Figure 2A custom-made gold-plated neodymium magnet, 3 mm in diameter, was loaded onto a 10F stent pusher. A side hole was created on the pusher using a surgical blade to facilitate over-the-guidewire insertion.
Figure 3The second magnet was placed just below the transection site as close to the first magnet as possible, leaving only a 1.5-cm gap between the magnets.
Figure 4One week later, the 2 magnets were approximated at the transection site. ERCP was then performed with successful passage of a 0.035-inch Jagwire (Boston Scientific, Marlborough, Mass, USA) across the previously transected duct.
Figure 6A 10- × 80-mm fully covered self-expanding metal stent with an interlocking 7F, 15-cm double-pigtail plastic stent was then placed across the stricture site.
Figure 7A cholangiogram after stent removal demonstrated complete recanalization of the common hepatic duct with good bile flow through the transection site.
To internalize biliary drainage via the natural transpapillary route, we decided to use the magnetic compression anastomosis technique. A custom-made gold-plated neodymium magnet, 3 mm in diameter, was loaded onto a 10F stent pusher. A side hole was created on the pusher using a surgical blade to facilitate over-the-guidewire insertion. First, the hepaticogastrostomy tract was cannulated using a swing-tip catheter through the fully covered metal stent. The daughter magnet then was introduced into the hepaticogastrostomy tract and detached using a Savary-Gilliard guidewire (Cook Medical, Bloomington, Ind, USA). Thereafter, the magnet was pushed forward to the transection site by a sphincterotome. Once the magnet was at the desired site just above the transected duct, transpapillary biliary cannulation followed by another 3-mm parent magnet insertion was performed. The second magnet was placed just below the transection site as close to the first magnet as possible, leaving only a 1.5-cm gap between the magnets.
An exploratory abdominal x-ray 1 week later confirmed satisfactory approximation between the 2 magnets. ERCP was then performed with successful passage of a 0.035-inch Jagwire across the previously transected duct. An 8-mm balloon dilator was used over the guidewire to dilate the stricture site. Once the transected bile ducts were recanalized, the 2 magnets were immediately removed as they were spontaneously attracted to the metal tip of the duodenoscope.
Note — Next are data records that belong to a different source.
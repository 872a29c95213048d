use crate::api::Session;

const SESSION_KEY: &str = "agency-admin.session";

#[cfg(target_arch = "wasm32")]
mod browser {
    use web_sys::{Storage, Window};

    pub fn window() -> Result<Window, String> {
        web_sys::window().ok_or_else(|| "No window object".to_string())
    }

    pub fn local_storage() -> Result<Storage, String> {
        window()?
            .local_storage()
            .map_err(|_| "No localStorage".to_string())?
            .ok_or_else(|| "No localStorage".to_string())
    }
}

/// Session persisted by a previous page load, if any.
#[cfg(target_arch = "wasm32")]
pub fn load_session() -> Option<Session> {
    let raw = browser::local_storage()
        .ok()?
        .get_item(SESSION_KEY)
        .ok()
        .flatten()?;
    match serde_json::from_str(&raw) {
        Ok(session) => Some(session),
        Err(err) => {
            log::warn!("Discarding unreadable stored session: {}", err);
            clear_session();
            None
        }
    }
}

#[cfg(target_arch = "wasm32")]
pub fn save_session(session: &Session) {
    let result = browser::local_storage().and_then(|storage| {
        let raw = serde_json::to_string(session).map_err(|e| e.to_string())?;
        storage
            .set_item(SESSION_KEY, &raw)
            .map_err(|_| "Failed to write session".to_string())
    });
    if let Err(err) = result {
        log::warn!("Session not persisted: {}", err);
    }
}

#[cfg(target_arch = "wasm32")]
pub fn clear_session() {
    if let Ok(storage) = browser::local_storage() {
        let _ = storage.remove_item(SESSION_KEY);
    }
}

// Host builds (tests, SSR) keep the session in memory only.
#[cfg(not(target_arch = "wasm32"))]
pub fn load_session() -> Option<Session> {
    let _ = SESSION_KEY;
    None
}

#[cfg(not(target_arch = "wasm32"))]
pub fn save_session(_session: &Session) {}

#[cfg(not(target_arch = "wasm32"))]
pub fn clear_session() {}
//! Line-oriented CSV reader for project imports.
//!
//! Columns are positional: title, description, category, tech_stack,
//! live_link, github_link, images. `tech_stack` and `images` hold
//! `;`-separated lists.

use super::record::{split_list, ImportRecord};

const HEADER_MARKER: &str = "title";
const MIN_COLUMNS: usize = 2;

/// Splits one line into raw fields.
///
/// A field whose first non-blank character is `"` or `'` runs until the
/// matching quote; commas inside are literal and a doubled quote is an
/// escaped quote character. A quote that never closes is literal text and
/// the rest of the line splits on plain commas.
/// Fields are returned unquoted but otherwise untouched.
pub fn split_csv_line(line: &str) -> Vec<String> {
    let mut fields = Vec::new();
    let mut current = String::new();
    let mut quote: Option<(char, usize)> = None;
    let mut chars = line.char_indices().peekable();

    while let Some((index, c)) = chars.next() {
        match quote {
            Some((q, _)) if c == q => {
                if chars.peek().map(|&(_, next)| next) == Some(q) {
                    current.push(q);
                    chars.next();
                } else {
                    quote = None;
                }
            }
            Some(_) => current.push(c),
            None => match c {
                ',' => fields.push(std::mem::take(&mut current)),
                '"' | '\'' if current.trim().is_empty() => {
                    current.clear();
                    quote = Some((c, index));
                }
                _ => current.push(c),
            },
        }
    }
    if let Some((_, start)) = quote {
        fields.extend(line[start..].split(',').map(str::to_string));
        return fields;
    }
    fields.push(current);
    fields
}

/// Trims a field and strips one pair of surrounding matching quotes.
fn clean_field(raw: &str) -> String {
    let trimmed = raw.trim();
    for q in ['"', '\''] {
        if trimmed.len() >= 2 && trimmed.starts_with(q) && trimmed.ends_with(q) {
            return trimmed[1..trimmed.len() - 1].trim().to_string();
        }
    }
    trimmed.to_string()
}

fn is_header(line: &str) -> bool {
    line.to_lowercase().contains(HEADER_MARKER)
}

fn column(columns: &[String], index: usize) -> String {
    columns.get(index).cloned().unwrap_or_default()
}

fn optional_column(columns: &[String], index: usize) -> Option<String> {
    columns.get(index).filter(|value| !value.is_empty()).cloned()
}

fn row_to_record(columns: Vec<String>) -> ImportRecord {
    ImportRecord {
        title: column(&columns, 0),
        description: column(&columns, 1),
        category: column(&columns, 2),
        tech_stack: split_list(&column(&columns, 3), &[';']),
        live_link: optional_column(&columns, 4),
        github_link: optional_column(&columns, 5),
        images: split_list(&column(&columns, 6), &[';']),
    }
}

/// Parses a whole CSV document. Blank lines and short rows are skipped; the
/// first row is dropped when it looks like a header.
pub fn parse_csv(text: &str) -> Vec<ImportRecord> {
    let lines: Vec<&str> = text
        .split('\n')
        .map(|line| line.trim_end_matches('\r'))
        .filter(|line| !line.trim().is_empty())
        .collect();

    let skip = match lines.first() {
        Some(first) if is_header(first) => 1,
        _ => 0,
    };

    lines
        .into_iter()
        .skip(skip)
        .filter_map(|line| {
            let columns: Vec<String> = split_csv_line(line)
                .iter()
                .map(|field| clean_field(field))
                .collect();
            if columns.len() < MIN_COLUMNS {
                log::warn!("Skipping CSV row with insufficient data: {}", line);
                return None;
            }
            Some(row_to_record(columns))
        })
        .collect()
}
A 10- × 80-mm fully covered self-expandable metal stent with an interlocking 7F, 15-cm double-pigtail plastic stent was then placed across the stricture site. Both stents were left in place for 8 weeks. A cholangiogram after stent removal demonstrated complete recanalization of the common hepatic duct with good bile flow through the transection site. The patient remained asymptomatic at the 4-month follow-up visit.
The common routes of magnet delivery in the magnetic compression anastomosis technique are percutaneous via percutaneous transhepatic biliary drainage tract and peroral using ERCP. However, percutaneous drain compromises the patient’s quality of life and carries a significant infection risk. Magnetic compression anastomosis via an EUS-guided hepaticogastrostomy tract offers a novel noninvasive incisionless alternate option.